Meditation and Science

03. Nov, 2009

At Transpersonal Dynamics, we are becoming more and more excited that science is beginning to catch up with spiritual tradition! Over 1000 peer-reviewed articles have been published in the scientific community reviewing the relationship between meditation and a decrease in the symptoms of disease or changes in the meditators mental state.  However, more recently, attention has shifted to attempting to understand how meditation works.
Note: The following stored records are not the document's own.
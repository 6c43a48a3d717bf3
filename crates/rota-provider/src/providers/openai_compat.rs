//! Generic OpenAI-compatible adapter.
//!
//! Handles the chat completions format used by LM Studio, Ollama, Groq,
//! OpenRouter, DeepSeek, OpenAI and many other providers.

use crate::descriptor::WireFamily;
use crate::error::ProviderError;
use crate::traits::Adapter;
use crate::types::{ChatMessage, ChatOptions, Endpoint};
use async_trait::async_trait;
use reqwest::RequestBuilder;
use serde::Deserialize;
use serde_json::{json, Value};

/// Adapter for `POST {base}/chat/completions`.
#[derive(Debug, Clone, Copy, Default)]
pub struct OpenAiCompatAdapter;

impl OpenAiCompatAdapter {
    /// Normalize a user-supplied base URL.
    ///
    /// Accepts URLs pasted with a trailing slash, the `/models` listing path,
    /// or the full `/chat/completions` path.
    pub fn normalize_base_url(base_url: &str) -> String {
        let mut url = base_url.trim().trim_end_matches('/');
        for suffix in ["/chat/completions", "/models"] {
            if let Some(stripped) = url.strip_suffix(suffix) {
                url = stripped.trim_end_matches('/');
            }
        }
        url.to_string()
    }

    /// Strip an accidental `Bearer ` prefix from a pasted key.
    pub fn normalize_credential(credential: &str) -> &str {
        let credential = credential.trim();
        credential
            .strip_prefix("Bearer ")
            .map(str::trim)
            .unwrap_or(credential)
    }

    /// Convert messages to OpenAI format.
    fn convert_messages(messages: &[ChatMessage]) -> Vec<Value> {
        messages
            .iter()
            .map(|msg| json!({"role": msg.role.as_str(), "content": msg.content}))
            .collect()
    }
}

#[async_trait]
impl Adapter for OpenAiCompatAdapter {
    fn family(&self) -> WireFamily {
        WireFamily::OpenAiCompatible
    }

    fn request_url(&self, endpoint: &Endpoint) -> String {
        format!(
            "{}/chat/completions",
            Self::normalize_base_url(&endpoint.base_url)
        )
    }

    fn build_request_body(
        &self,
        endpoint: &Endpoint,
        messages: &[ChatMessage],
        options: &ChatOptions,
    ) -> Value {
        let mut body = json!({
            "model": endpoint.model,
            "messages": Self::convert_messages(messages),
            "stream": false,
        });

        if let Some(temperature) = options.temperature {
            body["temperature"] = json!(temperature);
        }

        if let Some(max_tokens) = options.max_tokens {
            body["max_tokens"] = json!(max_tokens);
        }

        body
    }

    fn authorize(&self, request: RequestBuilder, endpoint: &Endpoint) -> RequestBuilder {
        let credential = Self::normalize_credential(&endpoint.credential);
        if credential.is_empty() {
            request
        } else {
            request.bearer_auth(credential)
        }
    }

    fn parse_response(&self, body: &Value) -> Result<String, ProviderError> {
        // Some gateways (OpenRouter among them) answer 200 with an error object.
        if let Some(error) = body.get("error") {
            let message = error
                .get("message")
                .and_then(Value::as_str)
                .map(str::to_string)
                .unwrap_or_else(|| error.to_string());
            return Err(ProviderError::InvalidResponse(format!("error payload: {message}")));
        }

        let resp: OpenAiResponse = serde_json::from_value(body.clone())
            .map_err(|e| ProviderError::InvalidResponse(format!("unexpected shape: {e}")))?;

        let choice = resp
            .choices
            .into_iter()
            .next()
            .ok_or_else(|| ProviderError::InvalidResponse("No choices in response".to_string()))?;

        choice
            .message
            .content
            .ok_or_else(|| ProviderError::InvalidResponse("choice has no message content".to_string()))
    }
}

// OpenAI response types for deserialization

#[derive(Debug, Deserialize)]
struct OpenAiResponse {
    #[serde(default)]
    choices: Vec<OpenAiResponseChoice>,
}

#[derive(Debug, Deserialize)]
struct OpenAiResponseChoice {
    message: OpenAiMessage,
}

#[derive(Debug, Deserialize)]
struct OpenAiMessage {
    #[serde(default)]
    content: Option<String>,
}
For example in November 2005, the Journal NeuroReport ran an article about a study that showed how 20 participants who were trained in Buddhist meditation showed increased grey matter in their brains. What is really exciting about this study, is that most of the participants only meditated 40 minutes a day! So you don’t need to shut yourself away in a cave like a hermit and study for years and meditate all day in order to gain benefits from meditation.

Studies at Harvard Medical School, Yale, and MIT, have used MRI scanning to find out what happened in meditators’ brains during meditation. They discovered that meditation generates activity in those sections of the brain that are responsible for the autonomic nervous system, the part of the brain that governance processes such as digestion and blood pressure. As the autonomic nervous system is also responsible for our response to stress this sheds some light on how meditation helps to relieve stress related conditions.

A group of researchers at UCLA also used MRI scans to look at the brains of meditators and in the Journal Neuroimage in May 2009 report that meditators showed a significant increase in the volume of the hippocampus, the orbito-frontal cortex and the thalamus, all regions of the brain that, amongst other things, regulate our emotions.

When science begins to explore new areas, they love to invent new terminology and there is now a new field of study called Neurotheology that seeks to quantify spiritual experiences and to understand what happens to the brain during and after periods of meditation, amongst other things. Research has shown that prolonged practice of meditation has even greater benefits.  People who have meditated for a long time appear to be able to produce gamma waves which are the brainwaves associated with the brain making and new circuits.